Task directions
Restate the records below word for word.

*** Dataset records Section Begins ***

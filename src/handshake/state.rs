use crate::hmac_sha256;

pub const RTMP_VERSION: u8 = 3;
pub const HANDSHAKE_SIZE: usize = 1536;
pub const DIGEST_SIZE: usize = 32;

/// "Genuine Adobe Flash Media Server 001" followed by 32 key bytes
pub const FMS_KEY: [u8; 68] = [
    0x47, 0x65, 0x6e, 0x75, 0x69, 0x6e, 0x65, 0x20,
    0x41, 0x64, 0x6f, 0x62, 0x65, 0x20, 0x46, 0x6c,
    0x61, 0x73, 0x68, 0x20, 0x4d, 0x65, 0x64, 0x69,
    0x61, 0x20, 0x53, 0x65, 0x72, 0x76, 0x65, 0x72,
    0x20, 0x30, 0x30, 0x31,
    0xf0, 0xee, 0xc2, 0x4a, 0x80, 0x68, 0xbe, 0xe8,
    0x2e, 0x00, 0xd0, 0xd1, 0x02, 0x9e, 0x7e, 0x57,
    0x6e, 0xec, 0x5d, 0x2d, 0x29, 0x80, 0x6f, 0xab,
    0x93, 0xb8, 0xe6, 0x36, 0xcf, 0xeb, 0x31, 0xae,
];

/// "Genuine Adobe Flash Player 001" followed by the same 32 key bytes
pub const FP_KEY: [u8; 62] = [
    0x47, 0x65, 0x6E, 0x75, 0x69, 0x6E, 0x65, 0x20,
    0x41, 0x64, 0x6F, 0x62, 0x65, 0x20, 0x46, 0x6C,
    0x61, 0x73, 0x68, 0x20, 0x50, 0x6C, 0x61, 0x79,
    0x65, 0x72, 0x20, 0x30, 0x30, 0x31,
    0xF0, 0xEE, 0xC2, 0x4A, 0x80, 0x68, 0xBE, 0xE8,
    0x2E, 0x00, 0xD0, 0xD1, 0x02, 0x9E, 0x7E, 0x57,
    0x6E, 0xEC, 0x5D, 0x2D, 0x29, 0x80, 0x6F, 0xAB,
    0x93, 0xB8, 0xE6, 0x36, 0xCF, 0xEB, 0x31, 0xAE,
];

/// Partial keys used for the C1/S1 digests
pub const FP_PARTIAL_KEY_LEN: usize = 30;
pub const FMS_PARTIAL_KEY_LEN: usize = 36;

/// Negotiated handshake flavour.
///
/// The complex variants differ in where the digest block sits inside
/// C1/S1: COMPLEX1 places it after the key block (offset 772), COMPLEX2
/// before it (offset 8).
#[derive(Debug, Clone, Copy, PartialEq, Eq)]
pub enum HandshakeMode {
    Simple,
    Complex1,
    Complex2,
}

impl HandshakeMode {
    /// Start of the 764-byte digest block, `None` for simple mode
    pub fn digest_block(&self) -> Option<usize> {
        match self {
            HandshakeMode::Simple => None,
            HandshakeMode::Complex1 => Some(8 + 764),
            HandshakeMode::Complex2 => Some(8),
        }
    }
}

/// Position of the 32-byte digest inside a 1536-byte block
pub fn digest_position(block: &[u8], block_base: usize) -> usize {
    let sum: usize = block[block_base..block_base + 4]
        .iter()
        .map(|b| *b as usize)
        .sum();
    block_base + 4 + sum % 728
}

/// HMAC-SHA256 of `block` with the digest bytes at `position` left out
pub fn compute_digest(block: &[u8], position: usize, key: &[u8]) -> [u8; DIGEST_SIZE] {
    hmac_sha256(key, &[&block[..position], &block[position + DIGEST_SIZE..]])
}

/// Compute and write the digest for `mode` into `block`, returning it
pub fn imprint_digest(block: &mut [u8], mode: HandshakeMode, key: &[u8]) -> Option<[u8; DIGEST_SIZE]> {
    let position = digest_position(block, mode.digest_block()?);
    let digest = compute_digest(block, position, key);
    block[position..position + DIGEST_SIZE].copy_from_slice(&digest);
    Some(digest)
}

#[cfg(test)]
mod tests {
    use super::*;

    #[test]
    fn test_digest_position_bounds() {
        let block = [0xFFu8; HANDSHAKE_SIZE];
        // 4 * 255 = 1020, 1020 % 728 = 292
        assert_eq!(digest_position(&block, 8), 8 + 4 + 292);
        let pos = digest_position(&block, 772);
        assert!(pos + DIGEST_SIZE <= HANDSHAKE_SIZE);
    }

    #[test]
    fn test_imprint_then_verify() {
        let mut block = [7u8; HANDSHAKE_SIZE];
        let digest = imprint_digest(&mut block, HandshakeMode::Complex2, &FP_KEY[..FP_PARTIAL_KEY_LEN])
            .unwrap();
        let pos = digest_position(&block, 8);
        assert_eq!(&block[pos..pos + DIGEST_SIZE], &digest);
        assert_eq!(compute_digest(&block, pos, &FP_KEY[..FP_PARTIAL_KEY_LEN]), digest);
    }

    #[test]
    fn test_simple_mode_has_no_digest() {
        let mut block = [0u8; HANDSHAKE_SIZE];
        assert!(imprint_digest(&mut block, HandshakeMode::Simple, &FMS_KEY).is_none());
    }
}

*** Dataset records Section Ends ***

Written solution
filename src/handshake/state.rs
use crate::hmac_sha256;

pub const RTMP_VERSION: u8 = 3;
pub const HANDSHAKE_SIZE: usize = 1536;
pub const DIGEST_SIZE: usize = 32;

/// "Genuine Adobe Flash Media Server 001" followed by 32 key bytes
pub const FMS_KEY: [u8; 68] = [
    0x47, 0x65, 0x6e, 0x75, 0x69, 0x6e, 0x65, 0x20,
    0x41, 0x64, 0x6f, 0x62, 0x65, 0x20, 0x46, 0x6c,
    0x61, 0x73, 0x68, 0x20, 0x4d, 0x65, 0x64, 0x69,
    0x61, 0x20, 0x53, 0x65, 0x72, 0x76, 0x65, 0x72,
    0x20, 0x30, 0x30, 0x31,
    0xf0, 0xee, 0xc2, 0x4a, 0x80, 0x68, 0xbe, 0xe8,
    0x2e, 0x00, 0xd0, 0xd1, 0x02, 0x9e, 0x7e, 0x57,
    0x6e, 0xec, 0x5d, 0x2d, 0x29, 0x80, 0x6f, 0xab,
    0x93, 0xb8, 0xe6, 0x36, 0xcf, 0xeb, 0x31, 0xae,
];

/// "Genuine Adobe Flash Player 001" followed by the same 32 key bytes
pub const FP_KEY: [u8; 62] = [
    0x47, 0x65, 0x6E, 0x75, 0x69, 0x6E, 0x65, 0x20,
    0x41, 0x64, 0x6F, 0x62, 0x65, 0x20, 0x46, 0x6C,
    0x61, 0x73, 0x68, 0x20, 0x50, 0x6C, 0x61, 0x79,
    0x65, 0x72, 0x20, 0x30, 0x30, 0x31,
    0xF0, 0xEE, 0xC2, 0x4A, 0x80, 0x68, 0xBE, 0xE8,
    0x2E, 0x00, 0xD0, 0xD1, 0x02, 0x9E, 0x7E, 0x57,
    0x6E, 0xEC, 0x5D, 0x2D, 0x29, 0x80, 0x6F, 0xAB,
    0x93, 0xB8, 0xE6, 0x36, 0xCF, 0xEB, 0x31, 0xAE,
];

/// Partial keys used for the C1/S1 digests
pub const FP_PARTIAL_KEY_LEN: usize = 30;
pub const FMS_PARTIAL_KEY_LEN: usize = 36;

/// Negotiated handshake flavour.
///
/// The complex variants differ in where the digest block sits inside
/// C1/S1: COMPLEX1 places it after the key block (offset 772), COMPLEX2
/// before it (offset 8).
#[derive(Debug, Clone, Copy, PartialEq, Eq)]
pub enum HandshakeMode {
    Simple,
    Complex1,
    Complex2,
}

impl HandshakeMode {
    /// Start of the 764-byte digest block, `None` for simple mode
    pub fn digest_block(&self) -> Option<usize> {
        match self {
            HandshakeMode::Simple => None,
            HandshakeMode::Complex1 => Some(8 + 764),
            HandshakeMode::Complex2 => Some(8),
        }
    }
}

/// Position of the 32-byte digest inside a 1536-byte block
pub fn digest_position(block: &[u8], block_base: usize) -> usize {
    let sum: usize = block[block_base..block_base + 4]
        .iter()
        .map(|b| *b as usize)
        .sum();
    block_base + 4 + sum % 728
}

/// HMAC-SHA256 of `block` with the digest bytes at `position` left out
pub fn compute_digest(block: &[u8], position: usize, key: &[u8]) -> [u8; DIGEST_SIZE] {
    hmac_sha256(key, &[&block[..position], &block[position + DIGEST_SIZE..]])
}

/// Compute and write the digest for `mode` into `block`, returning it
pub fn imprint_digest(block: &mut [u8], mode: HandshakeMode, key: &[u8]) -> Option<[u8; DIGEST_SIZE]> {
    let position = digest_position(block, mode.digest_block()?);
    let digest = compute_digest(block, position, key);
    block[position..position + DIGEST_SIZE].copy_from_slice(&digest);
    Some(digest)
}

#[cfg(test)]
mod tests {
    use super::*;

    #[test]
    fn test_digest_position_bounds() {
        let block = [0xFFu8; HANDSHAKE_SIZE];
        // 4 * 255 = 1020, 1020 % 728 = 292
        assert_eq!(digest_position(&block, 8), 8 + 4 + 292);
        let pos = digest_position(&block, 772);
        assert!(pos + DIGEST_SIZE <= HANDSHAKE_SIZE);
    }

    #[test]
    fn test_imprint_then_verify() {
        let mut block = [7u8; HANDSHAKE_SIZE];
        let digest = imprint_digest(&mut block, HandshakeMode::Complex2, &FP_KEY[..FP_PARTIAL_KEY_LEN])
            .unwrap();
        let pos = digest_position(&block, 8);
        assert_eq!(&block[pos..pos + DIGEST_SIZE], &digest);
        assert_eq!(compute_digest(&block, pos, &FP_KEY[..FP_PARTIAL_KEY_LEN]), digest);
    }

    #[test]
    fn test_simple_mode_has_no_digest() {
        let mut block = [0u8; HANDSHAKE_SIZE];
        assert!(imprint_digest(&mut block, HandshakeMode::Simple, &FMS_KEY).is_none());
    }
}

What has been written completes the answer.